Message 152 of 187 (477574)
08-05-2008 12:16 AM
Reply to: Message 1 by Brian
07-21-2008 1:01 PM


The day the terrorists converted
Thanks, Brian. I very much enjoyed reading your OP. I noted that the vine would be a clear reference to Israel as well.
Jonah is great teaching story. It's concise. It combines memorable fantastic images with a credible main character. It draws on powerful archetypes. It falls into a satisfying ABA form with Jonah's prayer in the whale's belly representing the centre.
If the book of Jonah dates from during or just after the Assyrian period, its author and audience would have been keenly aware of two things:
1. Assyria was a grave threat to the very survival of Israel, and every other country and people with in its reach.
2. The events of the story are obviously fantastic.
The taxon of the sea beastie is a modern obsession. The giveaway for ancient listeners that this was a symbolic story would be the fantastic depiction of Nineveh. The real capital city of Assyria was no place to indulge itinerant foreign preachers or national self-doubt. The events described just wouldn't happen. (See Nahum for a more realistic treatment of Nineveh.)
The Assyrians sought not just conquest, but terrorizing and humiliation of every nation around them. Their armies tortured prisoners in cruelly inventive ways and displayed the bodies on roadsides. In real life, no Israelite could sanely entertain the notion of heading straight for the Assyrian capital and accusing its people in a public square. That would be asking for someone to cut out your tongue, put a chain link through your cheek, and fasten you to a millstone to live out the rest of your days as a slave.
Clearly, the teller of the story knew this and expected audiences to know. Of course the main character flees to the opposite end of the world. Of course the main character resents God letting these people off the hook.

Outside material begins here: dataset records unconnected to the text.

//! Telegram adapter.
//!
//! Maps teloxide updates onto the intake orchestrator and implements the
//! [`ChatTransport`] boundary, so nothing outside this module touches a
//! teloxide type.

use std::path::Path;
use std::sync::Arc;

use async_trait::async_trait;
use teloxide::net::Download;
use teloxide::prelude::*;
use teloxide::types::{InputFile, MessageId};
use teloxide::utils::command::BotCommands;

use crate::error::TransportError;
use crate::intake::{ChatTransport, InboundDocument, IntakeHandler, NoticeId};
use crate::session::ConversationId;

/// Fallback declared name when Telegram omits one; it has no extension, so
/// the validator rejects it with the normal format notice.
const UNNAMED_DOCUMENT: &str = "document";

#[derive(BotCommands, Clone)]
#[command(rename_rule = "lowercase", description = "Supported commands:")]
pub enum Command {
    #[command(description = "start quiz extraction")]
    Start,
    #[command(description = "show this help")]
    Help,
}

/// [`ChatTransport`] backed by the Telegram Bot API.
pub struct TelegramTransport {
    bot: Bot,
}

impl TelegramTransport {
    pub fn new(bot: Bot) -> Self {
        Self { bot }
    }
}

#[async_trait]
impl ChatTransport for TelegramTransport {
    async fn send_notice(
        &self,
        conversation: ConversationId,
        text: &str,
    ) -> Result<NoticeId, TransportError> {
        let message = self
            .bot
            .send_message(ChatId(conversation), text)
            .await
            .map_err(|e| TransportError::Send(e.to_string()))?;
        Ok(message.id.0)
    }

    async fn send_artifact(
        &self,
        conversation: ConversationId,
        path: &Path,
        caption: &str,
    ) -> Result<(), TransportError> {
        self.bot
            .send_document(ChatId(conversation), InputFile::file(path.to_path_buf()))
            .caption(caption.to_string())
            .await
            .map_err(|e| TransportError::Send(e.to_string()))?;
        Ok(())
    }

    async fn delete_notice(
        &self,
        conversation: ConversationId,
        notice: NoticeId,
    ) -> Result<(), TransportError> {
        self.bot
            .delete_message(ChatId(conversation), MessageId(notice))
            .await
            .map_err(|e| TransportError::Delete(e.to_string()))?;
        Ok(())
    }

    async fn download(&self, file_ref: &str) -> Result<Vec<u8>, TransportError> {
        let file = self
            .bot
            .get_file(file_ref.to_string())
            .await
            .map_err(|e| TransportError::Download(e.to_string()))?;

        let mut bytes = Vec::new();
        self.bot
            .download_file(&file.path, &mut bytes)
            .await
            .map_err(|e| TransportError::Download(e.to_string()))?;
        Ok(bytes)
    }
}

/// Run the dispatcher until shutdown.
pub async fn run(bot: Bot, intake: Arc<IntakeHandler>) {
    let handler = Update::filter_message()
        .branch(
            dptree::entry()
                .filter_command::<Command>()
                .endpoint(handle_command),
        )
        .branch(
            dptree::filter(|msg: Message| msg.document().is_some()).endpoint(handle_document),
        )
        .branch(dptree::endpoint(handle_other));

    Dispatcher::builder(bot, handler)
        .dependencies(dptree::deps![intake])
        .enable_ctrlc_handler()
        .build()
        .dispatch()
        .await;
}

async fn handle_command(
    msg: Message,
    cmd: Command,
    intake: Arc<IntakeHandler>,
) -> ResponseResult<()> {
    let conversation = msg.chat.id.0;
    match cmd {
        Command::Start => intake.handle_start(conversation).await,
        Command::Help => {
            intake
                .announce(conversation, &Command::descriptions().to_string())
                .await;
        }
    }
    Ok(())
}

async fn handle_document(msg: Message, intake: Arc<IntakeHandler>) -> ResponseResult<()> {
    if let Some(document) = msg.document() {
        let inbound = InboundDocument {
            file_ref: document.file.id.clone(),
            file_name: document
                .file_name
                .clone()
                .unwrap_or_else(|| UNNAMED_DOCUMENT.to_string()),
        };
        intake.handle_document(msg.chat.id.0, inbound).await;
    }
    Ok(())
}

async fn handle_other(msg: Message, intake: Arc<IntakeHandler>) -> ResponseResult<()> {
    intake.handle_other(msg.chat.id.0).await;
    Ok(())
}
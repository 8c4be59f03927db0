//! Component trait - Interface for UI components
//!
//! Each component encapsulates its own state, event handling, and rendering
//! logic. Components communicate through Actions rather than direct state
//! mutation.

use crate::action::Action;
use anyhow::Result;
use crossterm::event::KeyEvent;
use ratatui::{layout::Rect, Frame};

/// Trait for UI components
///
/// The pattern follows:
/// 1. `handle_key_event` - Convert key events to semantic Actions
/// 2. `update` - Process Actions and update state
/// 3. `draw` - Render the component
pub trait Component {
    /// Initialize the component
    fn init(&mut self) -> Result<()> {
        Ok(())
    }

    /// Handle a key event, returning an optional Action
    ///
    /// Converts key events into semantic Actions; state should not change
    /// here.
    fn handle_key_event(&mut self, key: KeyEvent) -> Result<Option<Action>> {
        let _ = key;
        Ok(None)
    }

    /// Update component state based on an Action
    ///
    /// Can return a follow-up Action when one update should trigger another.
    fn update(&mut self, action: Action) -> Result<Option<Action>> {
        let _ = action;
        Ok(None)
    }

    /// Draw the component to the frame
    fn draw(&mut self, frame: &mut Frame, area: Rect) -> Result<()>;
}
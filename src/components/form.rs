//! Shared modal form widget
//!
//! Text inputs and left/right-cycling select fields with focus movement and
//! required-field validation. Each list view builds one of these for its
//! add-record dialog; the SMS view rebuilds it per template.

use ratatui::{
    layout::Rect,
    style::{Color, Modifier, Style},
    text::{Line, Span},
    widgets::{Block, Borders, Clear, Paragraph},
    Frame,
};

use super::layout::centered_popup;

#[derive(Debug, Clone)]
pub enum FieldKind {
    Text,
    Select(Vec<String>),
}

#[derive(Debug, Clone)]
pub struct FormField {
    pub label: String,
    pub kind: FieldKind,
    pub value: String,
    pub choice: usize,
    pub required: bool,
}

impl FormField {
    pub fn text(label: &str) -> Self {
        Self {
            label: label.to_string(),
            kind: FieldKind::Text,
            value: String::new(),
            choice: 0,
            required: true,
        }
    }

    pub fn optional_text(label: &str) -> Self {
        let mut field = Self::text(label);
        field.required = false;
        field
    }

    pub fn select(label: &str, options: &[&str]) -> Self {
        Self {
            label: label.to_string(),
            kind: FieldKind::Select(options.iter().map(|o| o.to_string()).collect()),
            value: String::new(),
            choice: 0,
            required: true,
        }
    }

    /// The field's effective value: typed text or the chosen option.
    pub fn current(&self) -> &str {
        match &self.kind {
            FieldKind::Text => &self.value,
            FieldKind::Select(options) => options
                .get(self.choice)
                .map(|s| s.as_str())
                .unwrap_or_default(),
        }
    }
}

#[derive(Debug, Clone)]
pub struct FormState {
    pub title: String,
    pub fields: Vec<FormField>,
    pub focus: usize,
    pub error: Option<String>,
}

impl FormState {
    pub fn new(title: &str, fields: Vec<FormField>) -> Self {
        Self {
            title: title.to_string(),
            fields,
            focus: 0,
            error: None,
        }
    }

    pub fn next_field(&mut self) {
        if !self.fields.is_empty() {
            self.focus = (self.focus + 1) % self.fields.len();
        }
    }

    pub fn prev_field(&mut self) {
        if !self.fields.is_empty() {
            self.focus = (self.focus + self.fields.len() - 1) % self.fields.len();
        }
    }

    pub fn input(&mut self, c: char) {
        if let Some(field) = self.fields.get_mut(self.focus) {
            if matches!(field.kind, FieldKind::Text) {
                field.value.push(c);
                self.error = None;
            }
        }
    }

    pub fn backspace(&mut self) {
        if let Some(field) = self.fields.get_mut(self.focus) {
            if matches!(field.kind, FieldKind::Text) {
                field.value.pop();
                self.error = None;
            }
        }
    }

    /// Cycle the focused select field; text fields ignore it.
    pub fn cycle(&mut self, step: isize) {
        if let Some(field) = self.fields.get_mut(self.focus) {
            if let FieldKind::Select(options) = &field.kind {
                if !options.is_empty() {
                    let len = options.len() as isize;
                    let next = (field.choice as isize + step).rem_euclid(len);
                    field.choice = next as usize;
                }
            }
        }
    }

    /// Value of the field with the given label, empty when absent.
    pub fn value(&self, label: &str) -> String {
        self.fields
            .iter()
            .find(|f| f.label == label)
            .map(|f| f.current().to_string())
            .unwrap_or_default()
    }

    /// Required text fields must be filled in. Sets the inline error and
    /// moves focus to the first offender on failure.
    pub fn validate(&mut self) -> bool {
        for (index, field) in self.fields.iter().enumerate() {
            if field.required
                && matches!(field.kind, FieldKind::Text)
                && field.value.trim().is_empty()
            {
                self.error = Some(format!("{} is required", field.label));
                self.focus = index;
                return false;
            }
        }
        self.error = None;
        true
    }

    pub fn draw(&self, frame: &mut Frame, area: Rect) {
        let height = (self.fields.len() as u16) + 7;
        let popup_area = centered_popup(area, 64, height.max(12));
        frame.render_widget(Clear, popup_area);

        let mut lines = vec![Line::from("")];
        for (index, field) in self.fields.iter().enumerate() {
            let focused = index == self.focus;
            let marker = if focused { "> " } else { "  " };
            let label_style = if focused {
                Style::default()
                    .fg(Color::Cyan)
                    .add_modifier(Modifier::BOLD)
            } else {
                Style::default().fg(Color::DarkGray)
            };

            let value_span = match &field.kind {
                FieldKind::Text => {
                    let shown = if focused {
                        format!("{}_", field.value)
                    } else {
                        field.value.clone()
                    };
                    Span::styled(shown, Style::default().fg(Color::White))
                }
                FieldKind::Select(_) => Span::styled(
                    format!("◀ {} ▶", field.current()),
                    Style::default().fg(Color::White),
                ),
            };

            lines.push(Line::from(vec![
                Span::styled(marker, label_style),
                Span::styled(format!("{:<16}", field.label), label_style),
                value_span,
            ]));
        }

        lines.push(Line::from(""));
        if let Some(ref error) = self.error {
            lines.push(Line::from(Span::styled(
                format!("Error: {}", error),
                Style::default().fg(Color::Red),
            )));
        } else {
            lines.push(Line::from(""));
        }
        lines.push(Line::from(vec![
            Span::styled(
                " Enter ",
                Style::default()
                    .fg(Color::Green)
                    .add_modifier(Modifier::BOLD),
            ),
            Span::raw("Submit  "),
            Span::styled(
                " Tab ",
                Style::default()
                    .fg(Color::Cyan)
                    .add_modifier(Modifier::BOLD),
            ),
            Span::raw("Next field  "),
            Span::styled(
                " ◀/▶ ",
                Style::default()
                    .fg(Color::Cyan)
                    .add_modifier(Modifier::BOLD),
            ),
            Span::raw("Choose  "),
            Span::styled(
                " Esc ",
                Style::default()
                    .fg(Color::Yellow)
                    .add_modifier(Modifier::BOLD),
            ),
            Span::raw("Cancel"),
        ]));

        let paragraph = Paragraph::new(lines).block(
            Block::default()
                .borders(Borders::ALL)
                .border_style(Style::default().fg(Color::Cyan))
                .title(format!(" {} ", self.title))
                .title_style(
                    Style::default()
                        .fg(Color::Cyan)
                        .add_modifier(Modifier::BOLD),
                ),
        );
        frame.render_widget(paragraph, popup_area);
    }
}

#[cfg(test)]
mod tests {
    use super::*;

    fn form() -> FormState {
        FormState::new(
            "Add New Complaint",
            vec![
                FormField::text("ICno"),
                FormField::select("Priority", &["Low", "Medium", "High"]),
            ],
        )
    }

    #[test]
    fn test_focus_wraps_both_ways() {
        let mut f = form();
        f.next_field();
        assert_eq!(f.focus, 1);
        f.next_field();
        assert_eq!(f.focus, 0);
        f.prev_field();
        assert_eq!(f.focus, 1);
    }

    #[test]
    fn test_text_input_only_touches_text_fields() {
        let mut f = form();
        f.input('7');
        f.input('6');
        assert_eq!(f.value("ICno"), "76");

        f.next_field();
        f.input('x');
        assert_eq!(f.value("Priority"), "Low");
    }

    #[test]
    fn test_select_cycles_with_wraparound() {
        let mut f = form();
        f.next_field();
        f.cycle(1);
        assert_eq!(f.value("Priority"), "Medium");
        f.cycle(-2);
        assert_eq!(f.value("Priority"), "High");
    }

    #[test]
    fn test_validation_flags_empty_required_text() {
        let mut f = form();
        assert!(!f.validate());
        assert_eq!(f.error.as_deref(), Some("ICno is required"));
        assert_eq!(f.focus, 0);

        f.input('1');
        assert!(f.validate());
        assert!(f.error.is_none());
    }
}
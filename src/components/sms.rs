//! SMS view
//!
//! The delivery log plus a two-stage compose flow: pick a template, then
//! fill the recipient and the template's declared variables.

use crate::components::form::{FormField, FormState};
use crate::components::table_view::{self, Column, TableController, TableOp};
use crate::model::sms::{SmsLog, SmsStatus, SmsTemplate};
use crate::services::{seed, templates};
use chrono::Local;
use ratatui::{layout::Rect, style::Color, Frame};
use std::collections::HashMap;

fn status_tint(text: &str) -> Color {
    match text {
        "Delivered" => Color::Green,
        "Sent" => Color::Cyan,
        "Pending" => Color::Yellow,
        _ => Color::Red,
    }
}

pub const COLUMNS: &[Column] = &[
    Column { key: "id", title: "ID", sortable: true, tint: None },
    Column { key: "recipient", title: "Recipient", sortable: true, tint: None },
    Column { key: "template", title: "Template", sortable: true, tint: None },
    Column { key: "message", title: "Message", sortable: false, tint: None },
    Column { key: "status", title: "Status", sortable: true, tint: Some(status_tint) },
    Column { key: "sent_at", title: "Sent At", sortable: true, tint: None },
    Column { key: "delivered_at", title: "Delivered At", sortable: false, tint: None },
];

const SEARCH_FIELDS: &[&str] = &["id", "recipient", "message", "template"];

pub struct SmsView {
    pub records: Vec<SmsLog>,
    pub templates: Vec<SmsTemplate>,
    pub table: TableController,
    /// Template chosen in stage one of the compose flow.
    pub compose_template: Option<usize>,
}

impl SmsView {
    pub fn new(page_size: usize) -> Self {
        Self {
            records: seed::sms_logs(),
            templates: templates::load_templates(),
            table: TableController::new(COLUMNS, SEARCH_FIELDS, page_size),
            compose_template: None,
        }
    }

    pub fn apply(&mut self, op: TableOp) {
        self.table.apply(op, &self.records);
    }

    pub fn selected(&self) -> Option<&SmsLog> {
        self.table.selected(&self.records)
    }

    /// Stage one: choose the template.
    pub fn template_form(&self) -> FormState {
        let names: Vec<&str> = self.templates.iter().map(|t| t.name.as_str()).collect();
        FormState::new("Compose SMS", vec![FormField::select("Template", &names)])
    }

    /// Stage two: recipient plus one input per declared variable. Variables
    /// may be left blank; they render as gaps the operator can see in the
    /// log.
    pub fn message_form(&self, template_index: usize) -> FormState {
        let mut fields = vec![FormField::text("Recipient")];
        if let Some(template) = self.templates.get(template_index) {
            for variable in &template.variables {
                fields.push(FormField::optional_text(variable));
            }
        }
        FormState::new("Compose SMS", fields)
    }

    /// Render the chosen template with the form's variable values and append
    /// the message to the log. Returns the recipient for the status line.
    pub fn send(&mut self, template_index: usize, form: &FormState) -> Option<String> {
        let template = self.templates.get(template_index)?.clone();

        let mut values = HashMap::new();
        for variable in &template.variables {
            values.insert(variable.clone(), form.value(variable));
        }

        let recipient = form.value("Recipient");
        let log = SmsLog {
            id: SmsLog::next_id(&self.records),
            recipient: recipient.clone(),
            message: templates::render(&template, &values),
            template: template.name.clone(),
            status: SmsStatus::Sent,
            sent_at: Local::now().naive_local(),
            delivered_at: None,
        };
        self.records.insert(0, log);
        Some(recipient)
    }

    pub fn delivered_count(&self) -> usize {
        self.records
            .iter()
            .filter(|l| l.status == SmsStatus::Delivered)
            .count()
    }

    pub fn filter_options() -> Vec<(String, String)> {
        SmsStatus::all()
            .iter()
            .map(|s| ("status".to_string(), s.to_string()))
            .collect()
    }

    pub fn draw(&self, frame: &mut Frame, area: Rect) {
        table_view::render(frame, area, &self.table, &self.records, "SMS Log");
    }
}

#[cfg(test)]
mod tests {
    use super::*;

    #[test]
    fn test_send_renders_variables_into_the_log() {
        let mut view = SmsView::new(15);
        view.templates = templates::builtin_templates();
        let before = view.records.len();

        let mut form = view.message_form(0);
        // Recipient
        for c in "+252615000001".chars() {
            form.input(c);
        }
        // customerName
        form.next_field();
        for c in "Amina".chars() {
            form.input(c);
        }

        let recipient = view.send(0, &form).unwrap();
        assert_eq!(recipient, "+252615000001");
        assert_eq!(view.records.len(), before + 1);

        let log = &view.records[0];
        assert_eq!(log.status, SmsStatus::Sent);
        assert!(log.delivered_at.is_none());
        assert!(log.message.starts_with("Dear Amina"));
        // Unfilled variables render as empty strings, not placeholders.
        assert!(!log.message.contains("{customerName}"));
    }

    #[test]
    fn test_message_form_tracks_template_variables() {
        let mut view = SmsView::new(15);
        view.templates = templates::builtin_templates();

        let form = view.message_form(2);
        // Recipient + the payment template's four variables.
        assert_eq!(form.fields.len(), 5);
        assert_eq!(form.fields[1].label, "customerName");
    }
}
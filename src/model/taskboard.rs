//! Shared technician-task store
//!
//! The side channel between the customer-issues view (producer) and the
//! technician-tasks view (consumer). Reads and writes go through one storage
//! key; there is no locking and the last writer wins, which is acceptable for
//! a single-operator console.

use super::task::TechTask;
use crate::storage::Storage;
use anyhow::Result;

pub const TASKS_STORAGE_KEY: &str = "technician_tasks";

pub struct TaskStore {
    storage: Box<dyn Storage>,
}

impl TaskStore {
    pub fn new(storage: Box<dyn Storage>) -> Self {
        Self { storage }
    }

    /// Missing or unreadable state loads as an empty board.
    pub fn load(&self) -> Vec<TechTask> {
        self.storage
            .get(TASKS_STORAGE_KEY)
            .and_then(|raw| serde_json::from_str(&raw).ok())
            .unwrap_or_default()
    }

    pub fn save(&mut self, tasks: &[TechTask]) -> Result<()> {
        let raw = serde_json::to_string_pretty(tasks)?;
        self.storage.set(TASKS_STORAGE_KEY, &raw)?;
        Ok(())
    }

    /// Read-modify-write append.
    pub fn push(&mut self, task: TechTask) -> Result<()> {
        let mut tasks = self.load();
        tasks.push(task);
        self.save(&tasks)
    }
}

#[cfg(test)]
mod tests {
    use super::*;
    use crate::model::task::TaskStatus;
    use crate::model::Priority;
    use crate::storage::MemoryStorage;
    use chrono::NaiveDate;

    fn task(id: &str) -> TechTask {
        TechTask {
            id: id.to_string(),
            technician: "Jane Smith".to_string(),
            description: "Repair faulty connection".to_string(),
            priority: Priority::Medium,
            status: TaskStatus::Pending,
            due_date: NaiveDate::from_ymd_opt(2023, 6, 16).unwrap(),
        }
    }

    #[test]
    fn test_push_then_load_roundtrip() {
        let mut store = TaskStore::new(Box::new(MemoryStorage::new()));
        assert!(store.load().is_empty());

        store.push(task("1")).unwrap();
        store.push(task("2")).unwrap();

        let tasks = store.load();
        assert_eq!(tasks.len(), 2);
        assert_eq!(tasks[1].id, "2");
    }

    #[test]
    fn test_save_replaces_the_whole_board() {
        let mut store = TaskStore::new(Box::new(MemoryStorage::new()));
        store.push(task("1")).unwrap();
        store.push(task("2")).unwrap();

        store.save(&[task("9")]).unwrap();
        let tasks = store.load();
        assert_eq!(tasks.len(), 1);
        assert_eq!(tasks[0].id, "9");
    }

    #[test]
    fn test_unreadable_state_loads_empty() {
        let mut storage = MemoryStorage::new();
        storage.set(TASKS_STORAGE_KEY, "{broken").unwrap();
        let store = TaskStore::new(Box::new(storage));
        assert!(store.load().is_empty());
    }
}
/// Draw a list view: bordered table with header, rows, and pagination strip.
pub fn render<T: TableRow>(
    frame: &mut Frame,
    area: Rect,
    controller: &TableController,
    records: &[T],
    title: &str,
) {
    let out = controller.output(records);

    let block = Block::default()
        .borders(Borders::ALL)
        .title(format!(
            " {} ({}){} ",
            title,
            out.total_items,
            controller.title_suffix()
        ))
        .border_style(Style::default().fg(Color::DarkGray));
    let inner = block.inner(area);
    frame.render_widget(block, area);

    let chunks = Layout::default()
        .direction(Direction::Vertical)
        .constraints([
            Constraint::Length(1), // header
            Constraint::Length(1), // separator
            Constraint::Min(0),    // rows
            Constraint::Length(1), // pagination
        ])
        .split(inner);

    // Column widths from header titles and the visible page.
    let widths: Vec<usize> = controller
        .columns
        .iter()
        .map(|col| {
            let mut width = UnicodeWidthStr::width(col.title) + 2; // room for sort mark
            for row in &out.page {
                width = width.max(UnicodeWidthStr::width(row.display(col.key).as_str()));
            }
            width.min(MAX_COLUMN_WIDTH)
        })
        .collect();

    // Header with sort indicators.
    let header_spans: Vec<Span> = controller
        .columns
        .iter()
        .zip(&widths)
        .flat_map(|(col, &width)| {
            let mark = if controller.query.sort_key.as_deref() == Some(col.key) {
                controller.query.sort_direction.indicator()
            } else {
                ""
            };
            vec![
                Span::styled(
                    pad(&clip(&format!("{}{}", col.title, mark), width), width),
                    Style::default()
                        .fg(Color::Cyan)
                        .add_modifier(Modifier::BOLD),
                ),
                Span::raw(" │ "),
            ]
        })
        .collect();
    frame.render_widget(Paragraph::new(Line::from(header_spans)), chunks[0]);

    let separator: String = widths
        .iter()
        .map(|w| "─".repeat(*w))
        .collect::<Vec<_>>()
        .join("─┼─");
    frame.render_widget(
        Paragraph::new(Line::from(Span::styled(
            separator,
            Style::default().fg(Color::DarkGray),
        ))),
        chunks[1],
    );

    // Rows.
    let items: Vec<ListItem> = out
        .page
        .iter()
        .map(|row| {
            let spans: Vec<Span> = controller
                .columns
                .iter()
                .zip(&widths)
                .flat_map(|(col, &width)| {
                    let text = row.display(col.key);
                    let style = match col.tint {
                        Some(tint) => Style::default().fg(tint(&text)),
                        None => Style::default().fg(Color::White),
                    };
                    vec![
                        Span::styled(pad(&clip(&text, width), width), style),
                        Span::raw(" │ "),
                    ]
                })
                .collect();
            ListItem::new(Line::from(spans))
        })
        .collect();

    let list = List::new(items)
        .highlight_style(
            Style::default()
                .bg(Color::Blue)
                .fg(Color::White)
                .add_modifier(Modifier::BOLD),
        )
        .highlight_symbol("▶ ");

    let mut list_state = ListState::default();
    if !out.page.is_empty() {
        list_state.select(Some(controller.cursor.min(out.page.len() - 1)));
    }
    frame.render_stateful_widget(list, chunks[2], &mut list_state);

    // Pagination strip.
    let mut spans: Vec<Span> = vec![Span::styled(
        format!(" Page {}/{} ", out.current_page, out.total_pages),
        Style::default().fg(Color::DarkGray),
    )];
    spans.push(Span::styled("◀ ", Style::default().fg(Color::DarkGray)));
    for number in &out.page_window {
        if *number == out.current_page {
            spans.push(Span::styled(
                format!("[{}] ", number),
                Style::default()
                    .fg(Color::Cyan)
                    .add_modifier(Modifier::BOLD),
            ));
        } else {
            spans.push(Span::styled(
                format!("{} ", number),
                Style::default().fg(Color::White),
            ));
        }
    }
    spans.push(Span::styled("▶ ", Style::default().fg(Color::DarkGray)));

    let (first, last) = if out.page.is_empty() {
        (0, 0)
    } else {
        let first = (out.current_page - 1) * controller.query.page_size + 1;
        (first, first + out.page.len() - 1)
    };
    spans.push(Span::styled(
        format!("│ Showing {} to {} of {} entries", first, last, out.total_items),
        Style::default().fg(Color::DarkGray),
    ));

    frame.render_widget(Paragraph::new(Line::from(spans)), chunks[3]);
}
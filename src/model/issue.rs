//! Customer issue records

use super::field::{FieldValue, TableRow};
use super::Priority;
use chrono::NaiveDate;
use std::fmt;

pub const CATEGORIES: [&str; 5] = ["Technical", "Billing", "Service", "Network", "Hardware"];

pub const TECHNICIANS: [&str; 4] = ["John Smith", "Sarah Wilson", "Mike Johnson", "Emily Brown"];

pub const DISTRICTS: [&str; 4] = [
    "North District",
    "South District",
    "East District",
    "West District",
];

#[derive(Debug, Clone, Copy, PartialEq, Eq)]
pub enum IssueStatus {
    Open,
    InProgress,
    Resolved,
    Closed,
}

impl IssueStatus {
    pub fn all() -> [IssueStatus; 4] {
        [
            IssueStatus::Open,
            IssueStatus::InProgress,
            IssueStatus::Resolved,
            IssueStatus::Closed,
        ]
    }

    pub fn name(&self) -> &'static str {
        match self {
            IssueStatus::Open => "Open",
            IssueStatus::InProgress => "In Progress",
            IssueStatus::Resolved => "Resolved",
            IssueStatus::Closed => "Closed",
        }
    }
}

impl fmt::Display for IssueStatus {
    fn fmt(&self, f: &mut fmt::Formatter<'_>) -> fmt::Result {
        f.write_str(self.name())
    }
}

#[derive(Debug, Clone)]
pub struct Issue {
    pub id: String,
    pub customer_name: String,
    pub mobile: String,
    pub description: String,
    pub category: String,
    pub priority: Priority,
    pub technician: String,
    pub district: String,
    pub created_at: NaiveDate,
    pub status: IssueStatus,
}

impl Issue {
    /// Ids run `ISS001`, `ISS002`, ...
    pub fn next_id(existing: &[Issue]) -> String {
        let max = existing
            .iter()
            .filter_map(|i| i.id.strip_prefix("ISS"))
            .filter_map(|n| n.parse::<u32>().ok())
            .max()
            .unwrap_or(0);
        format!("ISS{:03}", max + 1)
    }
}

impl TableRow for Issue {
    fn field(&self, key: &str) -> Option<FieldValue> {
        match key {
            "id" => Some(FieldValue::from(self.id.as_str())),
            "customer_name" => Some(FieldValue::from(self.customer_name.as_str())),
            "mobile" => Some(FieldValue::from(self.mobile.as_str())),
            "description" => Some(FieldValue::from(self.description.as_str())),
            "category" => Some(FieldValue::from(self.category.as_str())),
            "priority" => Some(FieldValue::from(self.priority.to_string())),
            "technician" => Some(FieldValue::from(self.technician.as_str())),
            "district" => Some(FieldValue::from(self.district.as_str())),
            "created_at" => Some(FieldValue::Date(self.created_at)),
            "status" => Some(FieldValue::from(self.status.to_string())),
            _ => None,
        }
    }
}

#[cfg(test)]
mod tests {
    use super::*;

    #[test]
    fn test_next_id_pads_to_three_digits() {
        let issue = Issue {
            id: "ISS007".to_string(),
            customer_name: "Customer 7".to_string(),
            mobile: "0611000007".to_string(),
            description: "Sample issue".to_string(),
            category: "Technical".to_string(),
            priority: Priority::High,
            technician: "John Smith".to_string(),
            district: "North District".to_string(),
            created_at: NaiveDate::from_ymd_opt(2024, 1, 7).unwrap(),
            status: IssueStatus::Open,
        };
        assert_eq!(Issue::next_id(&[issue]), "ISS008");
        assert_eq!(Issue::next_id(&[]), "ISS001");
    }
}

Try telling a story to an orthodox Jew or an American Baptist about the happy day Osama Bin Laden converts. How many smiles will you see?
The moral of the story is plainly stated at the end. Get over your provincialism and self-absorption. The source of all life is more than just a totem of one nation or clan. All human beings count.
But stating it just validates what you say in your OP about the power of story. Saying 'All human beings count' is easy. It's a platitude. But a story invites listeners to do more than merely repeat what they believe. It invites them to decide what they would do. Its symbols walk them through reality.
Reality: not every human being asks for your tolerance. Not every human being intends to tolerate you or anyone you love. Now what?
____
Edited by Archer Opterix, : brev.

This message is a reply to:
 Message 1 by Brian, posted 07-21-2008 1:01 PM Brian has not replied

Replies to this message:
 Message 154 by iano, posted 08-05-2008 8:50 AM Archer Opteryx has not replied

  
Archer Opteryx
Member (Idle past 3627 days)
Posts: 1811
From: East Asia
Joined: 08-16-2006


Message 153 of 187 (477577)
08-05-2008 1:42 AM
Reply to: Message 146 by ICANT
08-01-2008 9:19 PM


And storytellers made great whales
Since Jonah's fish was especially prepared for him there would be no problem in his fish supporting him for 3 days.
Right. Jonah's fish was 'especially prepared' for him. By the storyteller.
You are discovering that recognizing the fish as a custom invention solves all the problems. Indeed it does. Fictional fish can eat anything. (Saint Spielberg, Jaws chapter 1) Fictional people can survive anything. (Saint Bruce Willis, Die Hard chapters 1 and 2)
I like to imagine Jonah being eaten by a giant male betta. Wouldn't it be great if artists showed it to us this way? You'd have spectaculour colour, and you'd get those big fins sweeping around. And the betta attitude is totally badass. Scaling up that bad boy gives you a much more dramatic beastie than the one you usually see.
But that's just me. To the storyteller it was the prayer, not the fish, that mattered. The fish is an image that frames the prayer at the centre of the tale. The prayer gets the detailed treatment.
The Jonah tale is a teaching story. Like a parable? Very like a parable.
____
Edited by Archer Opterix, : brev.
Edited by Archer Opterix, : stocked the pond.
Edited by Archer Opterix, : messing around.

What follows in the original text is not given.